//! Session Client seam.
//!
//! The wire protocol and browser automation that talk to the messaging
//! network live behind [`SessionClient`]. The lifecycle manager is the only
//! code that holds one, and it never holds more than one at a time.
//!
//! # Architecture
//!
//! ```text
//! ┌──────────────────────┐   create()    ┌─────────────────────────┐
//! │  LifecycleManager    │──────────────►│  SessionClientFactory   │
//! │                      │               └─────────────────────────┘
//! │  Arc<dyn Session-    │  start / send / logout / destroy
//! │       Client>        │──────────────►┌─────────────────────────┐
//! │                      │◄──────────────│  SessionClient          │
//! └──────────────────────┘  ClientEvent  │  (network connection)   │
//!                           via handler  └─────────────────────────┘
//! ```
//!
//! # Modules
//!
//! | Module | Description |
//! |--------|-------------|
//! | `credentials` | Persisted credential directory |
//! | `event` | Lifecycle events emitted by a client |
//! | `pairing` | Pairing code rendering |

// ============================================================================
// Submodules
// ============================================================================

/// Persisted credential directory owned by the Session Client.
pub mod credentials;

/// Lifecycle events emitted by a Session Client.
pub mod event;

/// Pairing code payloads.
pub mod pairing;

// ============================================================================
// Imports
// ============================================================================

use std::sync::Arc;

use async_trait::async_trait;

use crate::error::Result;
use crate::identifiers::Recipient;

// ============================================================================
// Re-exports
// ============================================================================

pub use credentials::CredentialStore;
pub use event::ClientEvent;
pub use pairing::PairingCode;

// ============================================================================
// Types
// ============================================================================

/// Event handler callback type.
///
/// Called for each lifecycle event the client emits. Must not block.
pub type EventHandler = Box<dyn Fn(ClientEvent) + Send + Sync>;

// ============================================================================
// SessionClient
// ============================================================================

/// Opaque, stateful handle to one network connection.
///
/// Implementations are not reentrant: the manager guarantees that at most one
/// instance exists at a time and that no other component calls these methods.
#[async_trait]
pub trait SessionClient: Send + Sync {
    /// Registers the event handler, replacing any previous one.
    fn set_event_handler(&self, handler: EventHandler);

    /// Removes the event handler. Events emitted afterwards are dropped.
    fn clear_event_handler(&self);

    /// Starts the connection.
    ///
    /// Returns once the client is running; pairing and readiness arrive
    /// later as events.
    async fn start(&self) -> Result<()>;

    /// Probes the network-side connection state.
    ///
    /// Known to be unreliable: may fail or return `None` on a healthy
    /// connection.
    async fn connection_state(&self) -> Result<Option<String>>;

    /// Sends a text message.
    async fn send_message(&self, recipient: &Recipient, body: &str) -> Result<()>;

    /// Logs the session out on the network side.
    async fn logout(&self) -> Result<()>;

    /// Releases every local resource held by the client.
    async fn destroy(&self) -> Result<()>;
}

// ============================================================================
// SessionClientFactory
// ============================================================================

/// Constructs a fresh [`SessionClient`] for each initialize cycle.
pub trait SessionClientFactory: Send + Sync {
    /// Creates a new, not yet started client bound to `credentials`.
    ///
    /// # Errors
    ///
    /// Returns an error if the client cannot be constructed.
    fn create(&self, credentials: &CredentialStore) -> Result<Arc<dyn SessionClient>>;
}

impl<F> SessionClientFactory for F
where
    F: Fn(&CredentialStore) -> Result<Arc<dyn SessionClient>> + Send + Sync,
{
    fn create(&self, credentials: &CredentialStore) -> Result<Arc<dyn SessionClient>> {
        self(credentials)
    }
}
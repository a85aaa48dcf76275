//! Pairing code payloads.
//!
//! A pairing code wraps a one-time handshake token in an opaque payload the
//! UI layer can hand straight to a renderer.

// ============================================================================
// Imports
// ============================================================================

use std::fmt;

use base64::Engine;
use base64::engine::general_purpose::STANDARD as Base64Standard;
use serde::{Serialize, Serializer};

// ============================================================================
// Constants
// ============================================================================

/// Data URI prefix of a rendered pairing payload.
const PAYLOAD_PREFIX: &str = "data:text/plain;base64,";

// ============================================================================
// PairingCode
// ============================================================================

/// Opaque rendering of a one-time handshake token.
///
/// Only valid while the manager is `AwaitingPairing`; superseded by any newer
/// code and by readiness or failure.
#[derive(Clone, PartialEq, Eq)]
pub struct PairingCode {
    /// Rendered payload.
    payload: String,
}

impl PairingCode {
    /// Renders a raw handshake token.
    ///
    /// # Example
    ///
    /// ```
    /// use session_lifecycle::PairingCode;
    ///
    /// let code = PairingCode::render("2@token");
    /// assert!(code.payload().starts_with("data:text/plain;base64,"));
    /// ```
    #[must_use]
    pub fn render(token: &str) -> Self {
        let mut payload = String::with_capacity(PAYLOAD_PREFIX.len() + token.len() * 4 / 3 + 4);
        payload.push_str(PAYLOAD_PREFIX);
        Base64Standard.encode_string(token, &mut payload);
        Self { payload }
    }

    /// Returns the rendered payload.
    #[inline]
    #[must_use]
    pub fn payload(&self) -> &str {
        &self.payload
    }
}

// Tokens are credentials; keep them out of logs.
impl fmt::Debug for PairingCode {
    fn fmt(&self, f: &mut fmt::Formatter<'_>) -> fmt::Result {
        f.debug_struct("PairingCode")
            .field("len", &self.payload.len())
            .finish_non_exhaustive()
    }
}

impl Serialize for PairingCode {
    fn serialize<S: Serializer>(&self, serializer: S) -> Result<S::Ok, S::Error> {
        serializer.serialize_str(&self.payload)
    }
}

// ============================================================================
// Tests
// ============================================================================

==

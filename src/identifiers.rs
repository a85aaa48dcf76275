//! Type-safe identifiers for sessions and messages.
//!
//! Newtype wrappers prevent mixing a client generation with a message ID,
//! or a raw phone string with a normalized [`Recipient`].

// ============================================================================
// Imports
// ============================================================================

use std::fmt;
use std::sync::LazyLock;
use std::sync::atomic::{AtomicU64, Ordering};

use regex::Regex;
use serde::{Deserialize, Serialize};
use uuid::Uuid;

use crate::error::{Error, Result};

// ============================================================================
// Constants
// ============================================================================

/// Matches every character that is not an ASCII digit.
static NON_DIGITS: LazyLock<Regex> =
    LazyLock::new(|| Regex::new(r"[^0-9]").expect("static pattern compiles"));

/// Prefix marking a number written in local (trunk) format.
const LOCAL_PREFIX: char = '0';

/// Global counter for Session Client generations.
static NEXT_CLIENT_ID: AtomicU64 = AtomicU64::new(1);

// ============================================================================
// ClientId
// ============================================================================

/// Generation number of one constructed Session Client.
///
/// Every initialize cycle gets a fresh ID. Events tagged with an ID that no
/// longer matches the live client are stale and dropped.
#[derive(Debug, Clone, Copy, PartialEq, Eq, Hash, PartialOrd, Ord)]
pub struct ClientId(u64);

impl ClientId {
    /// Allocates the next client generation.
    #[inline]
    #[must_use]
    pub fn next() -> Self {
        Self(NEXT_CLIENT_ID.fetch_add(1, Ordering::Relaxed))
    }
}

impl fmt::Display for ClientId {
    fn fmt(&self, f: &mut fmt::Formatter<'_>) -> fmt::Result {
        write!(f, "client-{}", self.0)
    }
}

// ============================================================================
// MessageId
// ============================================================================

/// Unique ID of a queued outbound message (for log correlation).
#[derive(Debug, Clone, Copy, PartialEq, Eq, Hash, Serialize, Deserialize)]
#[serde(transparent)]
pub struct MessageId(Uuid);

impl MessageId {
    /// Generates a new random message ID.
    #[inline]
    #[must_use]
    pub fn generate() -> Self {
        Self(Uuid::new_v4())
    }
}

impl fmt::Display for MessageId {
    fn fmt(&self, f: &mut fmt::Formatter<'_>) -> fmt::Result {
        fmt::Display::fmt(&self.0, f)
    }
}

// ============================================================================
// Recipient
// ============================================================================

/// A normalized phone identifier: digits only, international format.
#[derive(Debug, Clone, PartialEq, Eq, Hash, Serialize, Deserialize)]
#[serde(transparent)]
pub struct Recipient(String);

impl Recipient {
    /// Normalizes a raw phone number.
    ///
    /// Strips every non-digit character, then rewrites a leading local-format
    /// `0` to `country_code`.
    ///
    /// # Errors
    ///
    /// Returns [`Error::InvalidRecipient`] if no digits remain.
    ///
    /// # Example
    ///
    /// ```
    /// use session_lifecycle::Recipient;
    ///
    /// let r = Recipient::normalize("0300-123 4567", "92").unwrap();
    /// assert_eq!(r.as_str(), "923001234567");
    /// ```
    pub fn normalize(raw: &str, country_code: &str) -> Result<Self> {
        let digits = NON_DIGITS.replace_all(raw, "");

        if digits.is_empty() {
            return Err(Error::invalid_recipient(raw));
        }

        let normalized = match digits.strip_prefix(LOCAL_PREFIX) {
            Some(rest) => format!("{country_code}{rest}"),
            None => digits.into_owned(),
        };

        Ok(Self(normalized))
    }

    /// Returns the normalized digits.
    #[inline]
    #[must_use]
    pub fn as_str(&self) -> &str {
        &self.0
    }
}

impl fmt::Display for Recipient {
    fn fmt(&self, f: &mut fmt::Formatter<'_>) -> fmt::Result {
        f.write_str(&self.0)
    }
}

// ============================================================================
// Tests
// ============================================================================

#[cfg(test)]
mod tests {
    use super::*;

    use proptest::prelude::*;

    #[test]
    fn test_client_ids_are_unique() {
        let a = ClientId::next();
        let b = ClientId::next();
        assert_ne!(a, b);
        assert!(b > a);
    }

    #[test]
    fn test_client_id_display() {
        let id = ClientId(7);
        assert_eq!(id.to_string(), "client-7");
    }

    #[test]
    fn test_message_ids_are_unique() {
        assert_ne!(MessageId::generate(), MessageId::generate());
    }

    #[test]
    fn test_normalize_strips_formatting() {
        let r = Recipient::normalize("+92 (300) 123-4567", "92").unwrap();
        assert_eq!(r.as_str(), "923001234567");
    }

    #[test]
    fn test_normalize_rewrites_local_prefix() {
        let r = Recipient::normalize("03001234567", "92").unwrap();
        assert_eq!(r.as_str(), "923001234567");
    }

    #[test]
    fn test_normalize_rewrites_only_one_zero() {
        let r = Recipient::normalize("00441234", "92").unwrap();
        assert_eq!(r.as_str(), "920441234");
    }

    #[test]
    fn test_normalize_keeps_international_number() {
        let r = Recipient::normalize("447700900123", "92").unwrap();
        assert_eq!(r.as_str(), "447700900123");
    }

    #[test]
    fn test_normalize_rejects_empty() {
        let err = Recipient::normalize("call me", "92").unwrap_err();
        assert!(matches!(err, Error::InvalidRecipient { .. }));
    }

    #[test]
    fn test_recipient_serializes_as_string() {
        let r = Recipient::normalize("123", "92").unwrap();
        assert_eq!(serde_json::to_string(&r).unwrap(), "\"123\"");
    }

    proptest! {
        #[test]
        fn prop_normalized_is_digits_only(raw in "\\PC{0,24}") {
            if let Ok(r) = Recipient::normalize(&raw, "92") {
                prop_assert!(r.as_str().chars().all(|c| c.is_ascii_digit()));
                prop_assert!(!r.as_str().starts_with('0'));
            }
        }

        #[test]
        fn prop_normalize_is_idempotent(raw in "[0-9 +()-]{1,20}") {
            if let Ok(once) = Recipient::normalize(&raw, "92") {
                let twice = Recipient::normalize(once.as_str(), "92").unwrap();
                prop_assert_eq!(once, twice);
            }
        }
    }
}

PROBLEM STATEMENT –
What is needed is every line of the records above that contains the word "Copy".

TASK RESULT –
#[derive(Debug, Clone, Copy, PartialEq, Eq, Hash, PartialOrd, Ord)]
#[derive(Debug, Clone, Copy, PartialEq, Eq, Hash, Serialize, Deserialize)]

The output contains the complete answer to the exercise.